Nach dem Weggang der kleinen und mittleren Einzelhändler versuchen KünstlerInnen – naheliegend der Vergleich mit dem Londoner East End – den Stadtteil zu nutzen, ihn inhaltlich aufzuwerten. Dafür stehen Vereine wie Rhizom und ESC. Woran es in Graz im Vergleich mit London aber fehlt, sind eindeutige politische Absichtserklärungen, diese Infrastruktur langfristig zu unterstützen respektive mangelt es an Interesse zur potenten Unterstützung seitens der Privatwirtschaft. Was Saatchi zur Young Brit Art führte, hat in Graz kein Äquivalent. Auf die Künstler der Jakoministraße werden aus heutiger Sicht Wettcafés folgen und darauf möglicherweise Baumaßnahmen, die den Vergleich mit potemkinschen Dörfern – auch Haussmann hatte Scheinfassaden gebaut - nicht scheuen müssen. „Ein Reitersmann möchte ich werden wie mein Vater einer war“, soll Kaspar Hauser immer wieder gesagt haben und sonst nicht viel. Ein Reitersmann sei er aus Passion, betont der Bürgermeister immer wieder, und so befleißigt er sich zweier Sichtweisen einer manierierten Kavaliersperspektive: vom hohen Ross herab und aus den oberen Stockwerken avisierter Bürohochhäuser. - Worauf aber mag er blicken?

Literatur
Leonardo Benevolo: Die Stadt in der europäischen Geschichte. München 1993.

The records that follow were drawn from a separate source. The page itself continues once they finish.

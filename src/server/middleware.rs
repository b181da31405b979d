//! HTTP middleware for the API server.

use axum::{
    body::Body,
    extract::Request,
    http::{HeaderName, HeaderValue},
    middleware::Next,
    response::Response,
};
use tracing::Instrument;
use uuid::Uuid;

/// Header name for request correlation IDs.
pub static X_REQUEST_ID: HeaderName = HeaderName::from_static("x-request-id");

/// Header naming the worker process that produced the response.
pub static X_WORKER_PID: HeaderName = HeaderName::from_static("x-worker-pid");

/// Tags every request with a correlation ID and the serving process.
///
/// An incoming `X-Request-ID` is reused, otherwise a UUIDv4 is generated.
/// The ID is attached to a tracing span covering the handler and echoed
/// back alongside `X-Worker-PID`.
pub async fn request_context_middleware(request: Request<Body>, next: Next) -> Response {
    let request_id = request
        .headers()
        .get(&X_REQUEST_ID)
        .and_then(|v| v.to_str().ok())
        .filter(|v| !v.is_empty())
        .map(String::from)
        .unwrap_or_else(|| Uuid::new_v4().to_string());

    let pid = std::process::id();
    let span = tracing::info_span!(
        "request",
        request_id = %request_id,
        pid,
        method = %request.method(),
        path = %request.uri().path(),
    );

    let mut response = next.run(request).instrument(span).await;

    if let Ok(value) = HeaderValue::from_str(&request_id) {
        response.headers_mut().insert(X_REQUEST_ID.clone(), value);
    }
    response
        .headers_mut()
        .insert(X_WORKER_PID.clone(), HeaderValue::from(pid));

    response
}

#[cfg(test)]
mod tests {
    use super::*;
    use axum::{
        Router,
        body::Body,
        http::{Request, StatusCode},
        middleware,
        routing::get,
    };
    use tower::ServiceExt;

    fn test_app() -> Router {
        Router::new()
            .route("/", get(|| async { "ok" }))
            .layer(middleware::from_fn(request_context_middleware))
    }

    #[tokio::test]
    async fn test_generates_request_id() {
        let response = test_app()
            .oneshot(Request::builder().uri("/").body(Body::empty()).unwrap())
            .await
            .unwrap();

        assert_eq!(response.status(), StatusCode::OK);

        let id = response
            .headers()
            .get("x-request-id")
            .unwrap()
            .to_str()
            .unwrap();
        assert!(Uuid::parse_str(id).is_ok());
    }

    #[tokio::test]
    async fn test_preserves_provided_request_id() {
        let response = test_app()
            .oneshot(
                Request::builder()
                    .uri("/")
                    .header("x-request-id", "my-custom-request-id-123")
                    .body(Body::empty())
                    .unwrap(),
            )
            .await
            .unwrap();

        assert_eq!(
            response.headers().get("x-request-id").unwrap(),
            "my-custom-request-id-123"
        );
    }

    #[tokio::test]
    async fn test_reports_worker_pid() {
        let response = test_app()
            .oneshot(Request::builder().uri("/").body(Body::empty()).unwrap())
            .await
            .unwrap();

        let pid = response.headers().get("x-worker-pid").unwrap();
        assert_eq!(pid.to_str().unwrap(), std::process::id().to_string());
    }
}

Friedrich Bouvier, Hasso Hohmann (Hrsg.): Lebendige Altstadt. Erfahrungen und Ausblicke am Beispiel Graz. Graz, Stuttgart 1991.
Rolf Haubl: Unter lauter Spiegelbildern. Zur Kulturgeschichte des Spiegels. Frankfurt a. M. 1991.
Rolf Lindner. Walks on the Wild Side. Eine Geschichte der Stadtforschung. Frankfurt a. M. 2004.
Alexander Mitscherlich: Die Unwirtlichkeit unserer Städte. Frankfurt a. M. 1996.